> _Exercise description_
Please copy out the listing below in full and exactly.

*** Begin section ***

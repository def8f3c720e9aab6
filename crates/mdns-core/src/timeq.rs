//! The time-event queue every protocol timer runs through: probe
//! retries, announce repetitions, cache expiry, response defers,
//! query back-off.  A min-heap on absolute expiry time, with ties
//! broken by insertion order.

use priority_queue::PriorityQueue;
use slab::Slab;
use std::cmp::Reverse;
use std::time::Instant;

/// Handle to a scheduled event.  Generation-tagged: a handle kept
/// after its event fired or was cancelled is recognised as stale
/// rather than touching an unrelated event that reused the slot.
#[derive(Debug, Copy, Clone, Eq, PartialEq, Hash)]
pub struct TimeEventId {
    index: usize,
    generation: u64,
}

/// A queue of `(absolute time, token)` pairs.
///
/// The embedding pops due tokens with [`TimeEventQueue::pop_due`] and
/// dispatches on them; handlers are free to schedule, update, and
/// cancel events - including re-scheduling the one that just fired -
/// since nothing is borrowed from the queue while a handler runs.
#[derive(Debug)]
pub struct TimeEventQueue<T> {
    events: Slab<(u64, T)>,

    /// INVARIANT: the keys in here are exactly the keys in `events`.
    queue: PriorityQueue<usize, Reverse<(Instant, u64)>>,

    next_generation: u64,

    /// Monotonic tie-breaker: equal deadlines fire in schedule order.
    next_seq: u64,
}

impl<T> Default for TimeEventQueue<T> {
    fn default() -> Self {
        Self::new()
    }
}

impl<T> TimeEventQueue<T> {
    pub fn new() -> Self {
        Self {
            events: Slab::new(),
            queue: PriorityQueue::new(),
            next_generation: 0,
            next_seq: 0,
        }
    }

    pub fn len(&self) -> usize {
        self.events.len()
    }

    pub fn is_empty(&self) -> bool {
        self.events.is_empty()
    }

    /// Arm an event at an absolute time.
    pub fn schedule(&mut self, at: Instant, token: T) -> TimeEventId {
        let generation = self.next_generation;
        self.next_generation += 1;
        let seq = self.next_seq;
        self.next_seq += 1;

        let index = self.events.insert((generation, token));
        self.queue.push(index, Reverse((at, seq)));

        TimeEventId { index, generation }
    }

    /// Re-arm an event at a new time.  Returns false for a stale
    /// handle.  The event moves to the back of its new deadline's
    /// insertion order.
    pub fn update(&mut self, id: TimeEventId, at: Instant) -> bool {
        match self.events.get(id.index) {
            Some((generation, _)) if *generation == id.generation => {
                let seq = self.next_seq;
                self.next_seq += 1;
                self.queue.change_priority(&id.index, Reverse((at, seq)));
                true
            }
            _ => false,
        }
    }

    /// Disarm an event.  Returns false for a stale handle.
    pub fn cancel(&mut self, id: TimeEventId) -> bool {
        match self.events.get(id.index) {
            Some((generation, _)) if *generation == id.generation => {
                self.queue.remove(&id.index);
                self.events.remove(id.index);
                true
            }
            _ => false,
        }
    }

    /// The earliest armed deadline: what the event loop sleeps until.
    pub fn next_deadline(&self) -> Option<Instant> {
        self.queue.peek().map(|(_, Reverse((at, _)))| *at)
    }

    /// The deadline a specific event is armed for, if the handle is
    /// current.
    pub fn deadline(&self, id: TimeEventId) -> Option<Instant> {
        match self.events.get(id.index) {
            Some((generation, _)) if *generation == id.generation => self
                .queue
                .get_priority(&id.index)
                .map(|Reverse((at, _))| *at),
            _ => None,
        }
    }

    /// Take the next event due at or before `now`, in non-decreasing
    /// time order, ties in insertion order.
    pub fn pop_due(&mut self, now: Instant) -> Option<T> {
        match self.queue.peek() {
            Some((_, Reverse((at, _)))) if *at <= now => {
                let (index, _) = self.queue.pop().unwrap();
                let (_, token) = self.events.remove(index);
                Some(token)
            }
            _ => None,
        }
    }
}

#[cfg(test)]
mod tests {
    use super::*;
    use std::time::Duration;

    #[test]
    fn fires_in_time_order() {
        let mut queue = TimeEventQueue::new();
        let base = Instant::now();

        queue.schedule(base + Duration::from_millis(30), "c");
        queue.schedule(base + Duration::from_millis(10), "a");
        queue.schedule(base + Duration::from_millis(20), "b");

        let now = base + Duration::from_secs(1);
        assert_eq!(Some("a"), queue.pop_due(now));
        assert_eq!(Some("b"), queue.pop_due(now));
        assert_eq!(Some("c"), queue.pop_due(now));
        assert_eq!(None, queue.pop_due(now));
    }

    #[test]
    fn ties_fire_in_insertion_order() {
        let mut queue = TimeEventQueue::new();
        let at = Instant::now() + Duration::from_millis(10);

        for i in 0..10 {
            queue.schedule(at, i);
        }

        for i in 0..10 {
            assert_eq!(Some(i), queue.pop_due(at));
        }
    }

    #[test]
    fn nothing_fires_early() {
        let mut queue = TimeEventQueue::new();
        let base = Instant::now();

        queue.schedule(base + Duration::from_millis(50), ());
        assert_eq!(None, queue.pop_due(base));
        assert_eq!(None, queue.pop_due(base + Duration::from_millis(49)));
        assert_eq!(Some(()), queue.pop_due(base + Duration::from_millis(50)));
    }

    #[test]
    fn cancel_removes_event() {
        let mut queue = TimeEventQueue::new();
        let base = Instant::now();

        let keep = queue.schedule(base, "keep");
        let drop = queue.schedule(base, "drop");

        assert!(queue.cancel(drop));
        assert_eq!(Some("keep"), queue.pop_due(base));
        assert_eq!(None, queue.pop_due(base));

        // both handles are now stale
        assert!(!queue.cancel(drop));
        assert!(!queue.cancel(keep));
    }

    #[test]
    fn update_moves_deadline() {
        let mut queue = TimeEventQueue::new();
        let base = Instant::now();

        let id = queue.schedule(base + Duration::from_millis(10), "moved");
        queue.schedule(base + Duration::from_millis(20), "fixed");

        assert!(queue.update(id, base + Duration::from_millis(30)));
        assert_eq!(Some(base + Duration::from_millis(20)), queue.next_deadline());

        let now = base + Duration::from_secs(1);
        assert_eq!(Some("fixed"), queue.pop_due(now));
        assert_eq!(Some("moved"), queue.pop_due(now));
    }

    #[test]
    fn stale_handle_does_not_touch_reused_slot() {
        let mut queue = TimeEventQueue::new();
        let base = Instant::now();

        let old = queue.schedule(base, "old");
        assert_eq!(Some("old"), queue.pop_due(base));

        // the slab slot is reused by a fresh event
        let _new = queue.schedule(base + Duration::from_millis(5), "new");
        assert!(!queue.cancel(old));
        assert!(!queue.update(old, base));
        assert_eq!(Some("new"), queue.pop_due(base + Duration::from_millis(5)));
    }

    #[test]
    fn handler_may_reschedule_while_draining() {
        let mut queue = TimeEventQueue::new();
        let base = Instant::now();
        let now = base + Duration::from_millis(100);

        queue.schedule(base, 0u32);

        // a "handler" that re-schedules a successor, still due, twice
        let mut fired = Vec::new();
        while let Some(n) = queue.pop_due(now) {
            fired.push(n);
            if n < 2 {
                queue.schedule(base + Duration::from_millis(u64::from(n) + 1), n + 1);
            }
        }

        assert_eq!(vec![0, 1, 2], fired);
        assert_eq!(None, queue.next_deadline());
    }

    #[test]
    fn next_deadline_tracks_earliest() {
        let mut queue: TimeEventQueue<()> = TimeEventQueue::new();
        let base = Instant::now();

        assert_eq!(None, queue.next_deadline());
        queue.schedule(base + Duration::from_millis(20), ());
        queue.schedule(base + Duration::from_millis(10), ());
        assert_eq!(Some(base + Duration::from_millis(10)), queue.next_deadline());
    }
}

*** End section ***

> _Result_
repository def8f3c720e9aab6
filename crates/mdns-core/src/timeq.rs
//! The time-event queue every protocol timer runs through: probe
//! retries, announce repetitions, cache expiry, response defers,
//! query back-off.  A min-heap on absolute expiry time, with ties
//! broken by insertion order.

use priority_queue::PriorityQueue;
use slab::Slab;
use std::cmp::Reverse;
use std::time::Instant;

/// Handle to a scheduled event.  Generation-tagged: a handle kept
/// after its event fired or was cancelled is recognised as stale
/// rather than touching an unrelated event that reused the slot.
#[derive(Debug, Copy, Clone, Eq, PartialEq, Hash)]
pub struct TimeEventId {
    index: usize,
    generation: u64,
}

/// A queue of `(absolute time, token)` pairs.
///
/// The embedding pops due tokens with [`TimeEventQueue::pop_due`] and
/// dispatches on them; handlers are free to schedule, update, and
/// cancel events - including re-scheduling the one that just fired -
/// since nothing is borrowed from the queue while a handler runs.
#[derive(Debug)]
pub struct TimeEventQueue<T> {
    events: Slab<(u64, T)>,

    /// INVARIANT: the keys in here are exactly the keys in `events`.
    queue: PriorityQueue<usize, Reverse<(Instant, u64)>>,

    next_generation: u64,

    /// Monotonic tie-breaker: equal deadlines fire in schedule order.
    next_seq: u64,
}

impl<T> Default for TimeEventQueue<T> {
    fn default() -> Self {
        Self::new()
    }
}

impl<T> TimeEventQueue<T> {
    pub fn new() -> Self {
        Self {
            events: Slab::new(),
            queue: PriorityQueue::new(),
            next_generation: 0,
            next_seq: 0,
        }
    }

    pub fn len(&self) -> usize {
        self.events.len()
    }

    pub fn is_empty(&self) -> bool {
        self.events.is_empty()
    }

    /// Arm an event at an absolute time.
    pub fn schedule(&mut self, at: Instant, token: T) -> TimeEventId {
        let generation = self.next_generation;
        self.next_generation += 1;
        let seq = self.next_seq;
        self.next_seq += 1;

        let index = self.events.insert((generation, token));
        self.queue.push(index, Reverse((at, seq)));

        TimeEventId { index, generation }
    }

    /// Re-arm an event at a new time.  Returns false for a stale
    /// handle.  The event moves to the back of its new deadline's
    /// insertion order.
    pub fn update(&mut self, id: TimeEventId, at: Instant) -> bool {
        match self.events.get(id.index) {
            Some((generation, _)) if *generation == id.generation => {
                let seq = self.next_seq;
                self.next_seq += 1;
                self.queue.change_priority(&id.index, Reverse((at, seq)));
                true
            }
            _ => false,
        }
    }

    /// Disarm an event.  Returns false for a stale handle.
    pub fn cancel(&mut self, id: TimeEventId) -> bool {
        match self.events.get(id.index) {
            Some((generation, _)) if *generation == id.generation => {
                self.queue.remove(&id.index);
                self.events.remove(id.index);
                true
            }
            _ => false,
        }
    }

    /// The earliest armed deadline: what the event loop sleeps until.
    pub fn next_deadline(&self) -> Option<Instant> {
        self.queue.peek().map(|(_, Reverse((at, _)))| *at)
    }

    /// The deadline a specific event is armed for, if the handle is
    /// current.
    pub fn deadline(&self, id: TimeEventId) -> Option<Instant> {
        match self.events.get(id.index) {
            Some((generation, _)) if *generation == id.generation => self
                .queue
                .get_priority(&id.index)
                .map(|Reverse((at, _))| *at),
            _ => None,
        }
    }

    /// Take the next event due at or before `now`, in non-decreasing
    /// time order, ties in insertion order.
    pub fn pop_due(&mut self, now: Instant) -> Option<T> {
        match self.queue.peek() {
            Some((_, Reverse((at, _)))) if *at <= now => {
                let (index, _) = self.queue.pop().unwrap();
                let (_, token) = self.events.remove(index);
                Some(token)
            }
            _ => None,
        }
    }
}

#[cfg(test)]
mod tests {
    use super::*;
    use std::time::Duration;

    #[test]
    fn fires_in_time_order() {
        let mut queue = TimeEventQueue::new();
        let base = Instant::now();

        queue.schedule(base + Duration::from_millis(30), "c");
        queue.schedule(base + Duration::from_millis(10), "a");
        queue.schedule(base + Duration::from_millis(20), "b");

        let now = base + Duration::from_secs(1);
        assert_eq!(Some("a"), queue.pop_due(now));
        assert_eq!(Some("b"), queue.pop_due(now));
        assert_eq!(Some("c"), queue.pop_due(now));
        assert_eq!(None, queue.pop_due(now));
    }

    #[test]
    fn ties_fire_in_insertion_order() {
        let mut queue = TimeEventQueue::new();
        let at = Instant::now() + Duration::from_millis(10);

        for i in 0..10 {
            queue.schedule(at, i);
        }

        for i in 0..10 {
            assert_eq!(Some(i), queue.pop_due(at));
        }
    }

    #[test]
    fn nothing_fires_early() {
        let mut queue = TimeEventQueue::new();
        let base = Instant::now();

        queue.schedule(base + Duration::from_millis(50), ());
        assert_eq!(None, queue.pop_due(base));
        assert_eq!(None, queue.pop_due(base + Duration::from_millis(49)));
        assert_eq!(Some(()), queue.pop_due(base + Duration::from_millis(50)));
    }

    #[test]
    fn cancel_removes_event() {
        let mut queue = TimeEventQueue::new();
        let base = Instant::now();

        let keep = queue.schedule(base, "keep");
        let drop = queue.schedule(base, "drop");

        assert!(queue.cancel(drop));
        assert_eq!(Some("keep"), queue.pop_due(base));
        assert_eq!(None, queue.pop_due(base));

        // both handles are now stale
        assert!(!queue.cancel(drop));
        assert!(!queue.cancel(keep));
    }

    #[test]
    fn update_moves_deadline() {
        let mut queue = TimeEventQueue::new();
        let base = Instant::now();

        let id = queue.schedule(base + Duration::from_millis(10), "moved");
        queue.schedule(base + Duration::from_millis(20), "fixed");

        assert!(queue.update(id, base + Duration::from_millis(30)));
        assert_eq!(Some(base + Duration::from_millis(20)), queue.next_deadline());

        let now = base + Duration::from_secs(1);
        assert_eq!(Some("fixed"), queue.pop_due(now));
        assert_eq!(Some("moved"), queue.pop_due(now));
    }

    #[test]
    fn stale_handle_does_not_touch_reused_slot() {
        let mut queue = TimeEventQueue::new();
        let base = Instant::now();

        let old = queue.schedule(base, "old");
        assert_eq!(Some("old"), queue.pop_due(base));

        // the slab slot is reused by a fresh event
        let _new = queue.schedule(base + Duration::from_millis(5), "new");
        assert!(!queue.cancel(old));
        assert!(!queue.update(old, base));
        assert_eq!(Some("new"), queue.pop_due(base + Duration::from_millis(5)));
    }

    #[test]
    fn handler_may_reschedule_while_draining() {
        let mut queue = TimeEventQueue::new();
        let base = Instant::now();
        let now = base + Duration::from_millis(100);

        queue.schedule(base, 0u32);

        // a "handler" that re-schedules a successor, still due, twice
        let mut fired = Vec::new();
        while let Some(n) = queue.pop_due(now) {
            fired.push(n);
            if n < 2 {
                queue.schedule(base + Duration::from_millis(u64::from(n) + 1), n + 1);
            }
        }

        assert_eq!(vec![0, 1, 2], fired);
        assert_eq!(None, queue.next_deadline());
    }

    #[test]
    fn next_deadline_tracks_earliest() {
        let mut queue: TimeEventQueue<()> = TimeEventQueue::new();
        let base = Instant::now();

        assert_eq!(None, queue.next_deadline());
        queue.schedule(base + Duration::from_millis(20), ());
        queue.schedule(base + Duration::from_millis(10), ());
        assert_eq!(Some(base + Duration::from_millis(10)), queue.next_deadline());
    }
}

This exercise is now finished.